Intake Check List

     This is a list of subjects that will help me communicate with you about the heart of my business.  It is not my policy or contract, it is a way to help me remember everything I want to communicate about my expectations, philosophy and rationale for how I operate.  Below is a list of categories that incorporate the ideas and sentiments of my business.
Expectations:
*  I expect you to return the caring that I show you and your family.
*  I expect you to work with me and communicate any concerns you have;  or any positive feedback.
*  You can expect me to love and cherish your child.
*  Don't have unrealistic expectations of me.  I am not perfect;  I make mistakes, just as you do.
*  Let me be human.  Let me hate my job some days.  Be sensitive to my bad days.  Offer help if you can or have time--pick up the playroom, talk with the children, etc.
*  Don't expect my house or your child to be perfectly clean when you arrive for pick-up.  Playing is dirty, messy work.  My house is full of small children all day.
Supporting the Home:
*  Be aware of any supplies or "stuff" you could spare--computer paper, old newspapers, egg cartons, milk cartons, etc.
Adjustment Period:
*  It will take time for your child to learn to love and trust me;  we are building a new relationship.  Please expect short term behavior changes and separation anxiety.
*  Please feel free to linger during this adjustment period, for your comfort or for your child's.  When you do leave, get down on their level, hug and kiss them, say good-bye and assure them you will return (but never sneak out).  Even if they are crying when you leave, know that they will usually be fine soon after you leave.  And feel free to call me when you get to work, to "check-in" on how your child is doing.
*  Try not to feel guilty about leaving your child (ren); they're in a safe loving environment.
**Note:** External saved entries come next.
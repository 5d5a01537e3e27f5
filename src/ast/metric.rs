//! Metrics: non-negative measurements of the game state.

use serde::{Deserialize, Deserializer, Serialize};

use super::expression::Expression;
use super::name::ClassName;

/// A measurement: the count of some type, divided by a positive unit.
///
/// Metrics appear after the slash in a `Per` instruction; `3 Plant / 2 Heat`
/// gains three plants per two heat. The metric is re-read at execution time,
/// never at task-creation time.
#[derive(Clone, Debug, PartialEq, Eq, Hash, Serialize, Deserialize)]
pub struct Metric {
    /// How many counted components make one unit of the measurement.
    #[serde(deserialize_with = "positive_unit")]
    pub unit: i64,
    pub expression: Expression,
}

fn positive_unit<'de, D: Deserializer<'de>>(deserializer: D) -> Result<i64, D::Error> {
    let unit = i64::deserialize(deserializer)?;
    if unit < 1 {
        return Err(serde::de::Error::custom("metric unit must be positive"));
    }
    Ok(unit)
}

impl Metric {
    #[must_use]
    pub fn new(unit: i64, expression: Expression) -> Self {
        assert!(unit >= 1, "metric unit must be positive");
        Self { unit, expression }
    }

    /// A plain count of one type.
    #[must_use]
    pub fn count(expression: Expression) -> Self {
        Self::new(1, expression)
    }

    /// Every class name mentioned in this metric.
    pub fn collect_class_names<'a>(&'a self, out: &mut Vec<&'a ClassName>) {
        self.expression.collect_class_names(out);
    }
}

impl std::fmt::Display for Metric {
    fn fmt(&self, f: &mut std::fmt::Formatter<'_>) -> std::fmt::Result {
        if self.unit == 1 {
            write!(f, "{}", self.expression)
        } else {
            write!(f, "{} {}", self.unit, self.expression)
        }
    }
}
//! Mutable game state: the component graph and the event log.

pub mod change;
pub mod graph;

pub use change::{Cause, Checkpoint, EventLog, GameEvent, StateChange};
pub use graph::ComponentGraph;
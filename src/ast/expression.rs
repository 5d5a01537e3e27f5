//! Type references as written in rules text.

use serde::{Deserialize, Deserializer, Serialize};

use super::name::ClassName;
use super::requirement::Requirement;

/// A syntactic reference to a type: a class name, optional specialization
/// arguments, and an optional `(HAS ...)` refinement.
///
/// `Heat<Player2>` or `Tile<LandArea>(HAS MAX 0 Tile)` are expressions. An
/// expression means nothing on its own; the type resolver turns it into a
/// canonical `Type` against a frozen class table.
#[derive(Clone, Debug, PartialEq, Eq, Hash, Serialize, Deserialize)]
pub struct Expression {
    pub class_name: ClassName,
    pub arguments: Vec<Expression>,
    pub refinement: Option<Box<Requirement>>,
}

impl Expression {
    /// A bare class name with no arguments.
    #[must_use]
    pub fn name(class_name: impl Into<ClassName>) -> Self {
        Self {
            class_name: class_name.into(),
            arguments: Vec::new(),
            refinement: None,
        }
    }

    /// A class name with specialization arguments.
    #[must_use]
    pub fn of(class_name: impl Into<ClassName>, arguments: Vec<Expression>) -> Self {
        Self {
            class_name: class_name.into(),
            arguments,
            refinement: None,
        }
    }

    /// Attach a refinement requirement.
    #[must_use]
    pub fn has(mut self, refinement: Requirement) -> Self {
        self.refinement = Some(Box::new(refinement));
        self
    }

    /// True if this is a bare class name: no arguments, no refinement.
    #[must_use]
    pub fn is_simple(&self) -> bool {
        self.arguments.is_empty() && self.refinement.is_none()
    }

    /// Every class name mentioned anywhere in this expression.
    pub fn collect_class_names<'a>(&'a self, out: &mut Vec<&'a ClassName>) {
        out.push(&self.class_name);
        for arg in &self.arguments {
            arg.collect_class_names(out);
        }
        if let Some(refinement) = &self.refinement {
            refinement.collect_class_names(out);
        }
    }
}

impl std::fmt::Display for Expression {
    fn fmt(&self, f: &mut std::fmt::Formatter<'_>) -> std::fmt::Result {
        write!(f, "{}", self.class_name)?;
        if !self.arguments.is_empty() {
            write!(f, "<")?;
            for (i, arg) in self.arguments.iter().enumerate() {
                if i > 0 {
                    write!(f, ", ")?;
                }
                write!(f, "{arg}")?;
            }
            write!(f, ">")?;
        }
        if let Some(refinement) = &self.refinement {
            write!(f, "(HAS {refinement})")?;
        }
        Ok(())
    }
}

/// A count applied to an expression, like `2 Plant`.
#[derive(Clone, Debug, PartialEq, Eq, Hash, Serialize, Deserialize)]
pub struct ScaledExpression {
    #[serde(deserialize_with = "non_negative_scalar")]
    pub scalar: i64,
    pub expression: Expression,
}

fn non_negative_scalar<'de, D: Deserializer<'de>>(deserializer: D) -> Result<i64, D::Error> {
    let scalar = i64::deserialize(deserializer)?;
    if scalar < 0 {
        return Err(serde::de::Error::custom("scalar must be non-negative"));
    }
    Ok(scalar)
}

impl ScaledExpression {
    #[must_use]
    pub fn new(scalar: i64, expression: Expression) -> Self {
        assert!(scalar >= 0, "scalar must be non-negative");
        Self { scalar, expression }
    }

    /// `"1 Plant"` rather than the usual elided `"Plant"`.
    #[must_use]
    pub fn to_full_string(&self) -> String {
        format!("{} {}", self.scalar, self.expression)
    }
}

impl std::fmt::Display for ScaledExpression {
    fn fmt(&self, f: &mut std::fmt::Formatter<'_>) -> std::fmt::Result {
        if self.scalar == 1 {
            write!(f, "{}", self.expression)
        } else {
            write!(f, "{} {}", self.scalar, self.expression)
        }
    }
}
//! The pending-task queue.

use std::collections::BTreeMap;

use serde::{Deserialize, Serialize};

use super::task::{Task, TaskId};

/// Pending tasks, ordered by id.
///
/// Ids are never reused while their task is queued; the next id is one past
/// the current maximum, so removing the newest task frees its id again.
#[derive(Clone, Debug, Default, PartialEq, Eq, Serialize, Deserialize)]
pub struct TaskQueue {
    tasks: BTreeMap<TaskId, Task>,
}

impl TaskQueue {
    #[must_use]
    pub fn new() -> Self {
        Self::default()
    }

    #[must_use]
    pub fn len(&self) -> usize {
        self.tasks.len()
    }

    #[must_use]
    pub fn is_empty(&self) -> bool {
        self.tasks.is_empty()
    }

    #[must_use]
    pub fn contains(&self, id: TaskId) -> bool {
        self.tasks.contains_key(&id)
    }

    #[must_use]
    pub fn get(&self, id: TaskId) -> Option<&Task> {
        self.tasks.get(&id)
    }

    pub fn ids(&self) -> impl Iterator<Item = TaskId> + '_ {
        self.tasks.keys().copied()
    }

    pub fn iter(&self) -> impl Iterator<Item = &Task> {
        self.tasks.values()
    }

    #[must_use]
    pub fn next_id(&self) -> TaskId {
        self.tasks
            .keys()
            .next_back()
            .map_or(TaskId::new(0), |id| id.next())
    }

    /// Insert a task under its own id, replacing any task already there.
    pub fn insert(&mut self, task: Task) {
        self.tasks.insert(task.id, task);
    }

    pub fn remove(&mut self, id: TaskId) -> Option<Task> {
        self.tasks.remove(&id)
    }
}

#[cfg(test)]
mod tests {
    use super::*;
    use crate::ast::Instruction;
    use crate::tasks::Player;

    fn task(id: u32) -> Task {
        Task::new(TaskId::new(id), Player::engine(), Instruction::NoOp)
    }

    #[test]
    fn test_ids_grow_from_the_max() {
        let mut queue = TaskQueue::new();
        assert_eq!(queue.next_id(), TaskId::new(0));
        queue.insert(task(0));
        queue.insert(task(1));
        assert_eq!(queue.next_id(), TaskId::new(2));

        queue.remove(TaskId::new(0));
        assert_eq!(queue.next_id(), TaskId::new(2));
        queue.remove(TaskId::new(1));
        assert_eq!(queue.next_id(), TaskId::new(0));
    }

    #[test]
    fn test_ordered_iteration() {
        let mut queue = TaskQueue::new();
        queue.insert(task(2));
        queue.insert(task(0));
        queue.insert(task(1));
        let ids: Vec<TaskId> = queue.ids().collect();
        assert_eq!(ids, vec![TaskId::new(0), TaskId::new(1), TaskId::new(2)]);
    }
}
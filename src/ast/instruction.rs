//! Instructions: what should happen to the game state.

use serde::{Deserialize, Serialize};

use super::expression::{Expression, ScaledExpression};
use super::metric::Metric;
use super::name::ClassName;
use super::requirement::Requirement;

/// How firmly a change must happen.
#[derive(Clone, Copy, Debug, PartialEq, Eq, Hash, Serialize, Deserialize)]
pub enum Intensity {
    /// `!`: the full amount must happen, or the instruction fails.
    Mandatory,
    /// `.`: do as much of the amount as possible; never fails.
    Amap,
    /// `?`: the player chooses how much to do, including none of it.
    Optional,
}

impl Intensity {
    /// The suffix symbol for this intensity.
    #[must_use]
    pub fn symbol(self) -> char {
        match self {
            Intensity::Mandatory => '!',
            Intensity::Amap => '.',
            Intensity::Optional => '?',
        }
    }

    /// Parse a suffix symbol.
    #[must_use]
    pub fn from_symbol(symbol: char) -> Option<Self> {
        match symbol {
            '!' => Some(Intensity::Mandatory),
            '.' => Some(Intensity::Amap),
            '?' => Some(Intensity::Optional),
            _ => None,
        }
    }
}

/// One instruction from the rules language.
///
/// An instruction may be *abstract* (an un-chosen `Or`, an `Optional` change,
/// an abstract type reference); abstract instructions sit in the task queue
/// until narrowed to concrete form. The `exec` module gives these nodes their
/// live semantics.
#[derive(Clone, Debug, PartialEq, Eq, Hash, Serialize, Deserialize)]
pub enum Instruction {
    /// The no-op sentinel, written `Ok`. Narrowing an optional task to this
    /// withdraws the task.
    NoOp,

    /// Gain N of a type: `2 Plant?`.
    Gain {
        scaled: ScaledExpression,
        intensity: Option<Intensity>,
    },

    /// Remove N of a type: `-2 Plant!`.
    Remove {
        scaled: ScaledExpression,
        intensity: Option<Intensity>,
    },

    /// Remove N of one type and gain N of another in one step:
    /// `2 Heat FROM Energy`.
    Transmute {
        count: i64,
        gaining: Expression,
        removing: Expression,
        intensity: Option<Intensity>,
    },

    /// Scale the inner change by a metric read at execution time:
    /// `Plant / 2 Heat`.
    Per {
        inner: Box<Instruction>,
        metric: Metric,
    },

    /// Execute the inner instruction only if the gate holds:
    /// `2 Heat: Plant!`. A mandatory gate fails when unmet; a non-mandatory
    /// one (`?:`) quietly becomes a no-op.
    Gated {
        gate: Requirement,
        mandatory: bool,
        inner: Box<Instruction>,
    },

    /// Dispatch to an externally registered implementation:
    /// `@gainLowestProduction(Player1)`.
    Custom {
        name: String,
        arguments: Vec<Expression>,
    },

    /// Exactly one branch must be chosen (by narrowing) before execution.
    Or(Vec<Instruction>),

    /// Parts happen strictly in order; the tail is deferred as a follow-up
    /// task so other effects can interleave.
    Then(Vec<Instruction>),

    /// Independent parts, split into sibling tasks at enqueue time.
    Multi(Vec<Instruction>),

    /// A bracketed rewrite scope like `PROD[-2 Plant]`, eliminated by a
    /// normalization pass before anything is enqueued or executed.
    Transform {
        kind: String,
        inner: Box<Instruction>,
    },
}

impl Instruction {
    /// Collapse a list into one instruction; two or more become `Multi`.
    #[must_use]
    pub fn multi(parts: Vec<Instruction>) -> Instruction {
        Self::combine(parts, Instruction::Multi)
    }

    /// Collapse a list into one instruction; two or more become `Then`.
    #[must_use]
    pub fn then(parts: Vec<Instruction>) -> Instruction {
        Self::combine(parts, Instruction::Then)
    }

    /// Collapse a list into one instruction; two or more become `Or`.
    #[must_use]
    pub fn or(parts: Vec<Instruction>) -> Instruction {
        Self::combine(parts, Instruction::Or)
    }

    fn combine(mut parts: Vec<Instruction>, wrap: fn(Vec<Instruction>) -> Instruction) -> Instruction {
        match parts.len() {
            0 => Instruction::NoOp,
            1 => parts.pop().unwrap_or(Instruction::NoOp),
            _ => wrap(parts),
        }
    }

    /// Flatten `Multi` nesting into a list of standalone instructions.
    #[must_use]
    pub fn split(self) -> Vec<Instruction> {
        match self {
            Instruction::Multi(parts) => parts.into_iter().flat_map(Instruction::split).collect(),
            other => vec![other],
        }
    }

    /// Multiply the instruction's counts by a non-negative factor.
    ///
    /// A factor of zero yields the no-op sentinel.
    #[must_use]
    pub fn times(&self, factor: i64) -> Instruction {
        assert!(factor >= 0, "cannot scale by a negative factor");
        if factor == 0 {
            return Instruction::NoOp;
        }
        match self {
            Instruction::NoOp => Instruction::NoOp,
            Instruction::Gain { scaled, intensity } => Instruction::Gain {
                scaled: ScaledExpression::new(scaled.scalar * factor, scaled.expression.clone()),
                intensity: *intensity,
            },
            Instruction::Remove { scaled, intensity } => Instruction::Remove {
                scaled: ScaledExpression::new(scaled.scalar * factor, scaled.expression.clone()),
                intensity: *intensity,
            },
            Instruction::Transmute {
                count,
                gaining,
                removing,
                intensity,
            } => Instruction::Transmute {
                count: count * factor,
                gaining: gaining.clone(),
                removing: removing.clone(),
                intensity: *intensity,
            },
            Instruction::Per { inner, metric } => Instruction::Per {
                inner: Box::new(inner.times(factor)),
                metric: metric.clone(),
            },
            Instruction::Gated {
                gate,
                mandatory,
                inner,
            } => Instruction::Gated {
                gate: gate.clone(),
                mandatory: *mandatory,
                inner: Box::new(inner.times(factor)),
            },
            Instruction::Custom { .. } => {
                Instruction::multi(std::iter::repeat(self.clone()).take(factor as usize).collect())
            }
            Instruction::Or(parts) => {
                Instruction::Or(parts.iter().map(|p| p.times(factor)).collect())
            }
            Instruction::Then(parts) => {
                Instruction::Then(parts.iter().map(|p| p.times(factor)).collect())
            }
            Instruction::Multi(parts) => {
                Instruction::Multi(parts.iter().map(|p| p.times(factor)).collect())
            }
            Instruction::Transform { kind, inner } => Instruction::Transform {
                kind: kind.clone(),
                inner: Box::new(inner.times(factor)),
            },
        }
    }

    /// True if any `Transform` bracket remains anywhere in the tree.
    #[must_use]
    pub fn has_transform(&self) -> bool {
        match self {
            Instruction::Transform { .. } => true,
            Instruction::Per { inner, .. } | Instruction::Gated { inner, .. } => {
                inner.has_transform()
            }
            Instruction::Or(parts) | Instruction::Then(parts) | Instruction::Multi(parts) => {
                parts.iter().any(Instruction::has_transform)
            }
            _ => false,
        }
    }

    /// Every class name mentioned anywhere in this instruction.
    pub fn collect_class_names<'a>(&'a self, out: &mut Vec<&'a ClassName>) {
        match self {
            Instruction::NoOp => {}
            Instruction::Gain { scaled, .. } | Instruction::Remove { scaled, .. } => {
                scaled.expression.collect_class_names(out);
            }
            Instruction::Transmute {
                gaining, removing, ..
            } => {
                gaining.collect_class_names(out);
                removing.collect_class_names(out);
            }
            Instruction::Per { inner, metric } => {
                inner.collect_class_names(out);
                metric.collect_class_names(out);
            }
            Instruction::Gated { gate, inner, .. } => {
                gate.collect_class_names(out);
                inner.collect_class_names(out);
            }
            Instruction::Custom { arguments, .. } => {
                for arg in arguments {
                    arg.collect_class_names(out);
                }
            }
            Instruction::Or(parts) | Instruction::Then(parts) | Instruction::Multi(parts) => {
                for part in parts {
                    part.collect_class_names(out);
                }
            }
            Instruction::Transform { inner, .. } => inner.collect_class_names(out),
        }
    }

    fn precedence(&self) -> u8 {
        match self {
            Instruction::Multi(_) => 0,
            Instruction::Then(_) => 2,
            Instruction::Or(_) => 4,
            Instruction::Gated { .. } => 6,
            Instruction::Per { .. } => 8,
            _ => 11,
        }
    }

    fn fmt_part(&self, part: &Instruction, f: &mut std::fmt::Formatter<'_>) -> std::fmt::Result {
        if part.precedence() < self.precedence() {
            write!(f, "({part})")
        } else {
            write!(f, "{part}")
        }
    }
}

fn fmt_intensity(intensity: &Option<Intensity>, f: &mut std::fmt::Formatter<'_>) -> std::fmt::Result {
    if let Some(intensity) = intensity {
        write!(f, "{}", intensity.symbol())?;
    }
    Ok(())
}

impl std::fmt::Display for Instruction {
    fn fmt(&self, f: &mut std::fmt::Formatter<'_>) -> std::fmt::Result {
        match self {
            Instruction::NoOp => write!(f, "Ok"),
            Instruction::Gain { scaled, intensity } => {
                write!(f, "{scaled}")?;
                fmt_intensity(intensity, f)
            }
            Instruction::Remove { scaled, intensity } => {
                write!(f, "-{scaled}")?;
                fmt_intensity(intensity, f)
            }
            Instruction::Transmute {
                count,
                gaining,
                removing,
                intensity,
            } => {
                if *count != 1 {
                    write!(f, "{count} ")?;
                }
                write!(f, "{gaining} FROM {removing}")?;
                fmt_intensity(intensity, f)
            }
            Instruction::Per { inner, metric } => {
                self.fmt_part(inner, f)?;
                write!(f, " / {metric}")
            }
            Instruction::Gated {
                gate,
                mandatory,
                inner,
            } => {
                match gate {
                    Requirement::Or(_) | Requirement::And(_) => write!(f, "({gate})")?,
                    _ => write!(f, "{gate}")?,
                }
                write!(f, "{}", if *mandatory { ": " } else { " ?: " })?;
                self.fmt_part(inner, f)
            }
            Instruction::Custom { name, arguments } => {
                write!(f, "@{name}(")?;
                for (i, arg) in arguments.iter().enumerate() {
                    if i > 0 {
                        write!(f, ", ")?;
                    }
                    write!(f, "{arg}")?;
                }
                write!(f, ")")
            }
            Instruction::Or(parts) => {
                for (i, part) in parts.iter().enumerate() {
                    if i > 0 {
                        write!(f, " OR ")?;
                    }
                    self.fmt_part(part, f)?;
                }
                Ok(())
            }
            Instruction::Then(parts) => {
                for (i, part) in parts.iter().enumerate() {
                    if i > 0 {
                        write!(f, " THEN ")?;
                    }
                    self.fmt_part(part, f)?;
                }
                Ok(())
            }
            Instruction::Multi(parts) => {
                for (i, part) in parts.iter().enumerate() {
                    if i > 0 {
                        write!(f, ", ")?;
                    }
                    self.fmt_part(part, f)?;
                }
                Ok(())
            }
            Instruction::Transform { kind, inner } => write!(f, "{kind}[{inner}]"),
        }
    }
}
There may be times when your child experiences separation anxiety again after you've been here awhile.  It may just be the development stage they are passing through.  Pleas feel free to discuss it with me.
Pick-Up:
*  As long as your child is in my house, my rules apply.  Please allow me to discipline your child, even if you are here.
*  When arriving, greet your child first.  Hug and kiss them and then discuss their day.
*  Don't discuss money or any sensitive subjects with me in front of the children.  Call me later or set up a time to get together.
*  Treat me with respect when taking to me;  your child watches to see what you think of me.  Your child will fee more secure about being here if you trust me as a partner, not an employee.  And, I will always treat you with respect as well.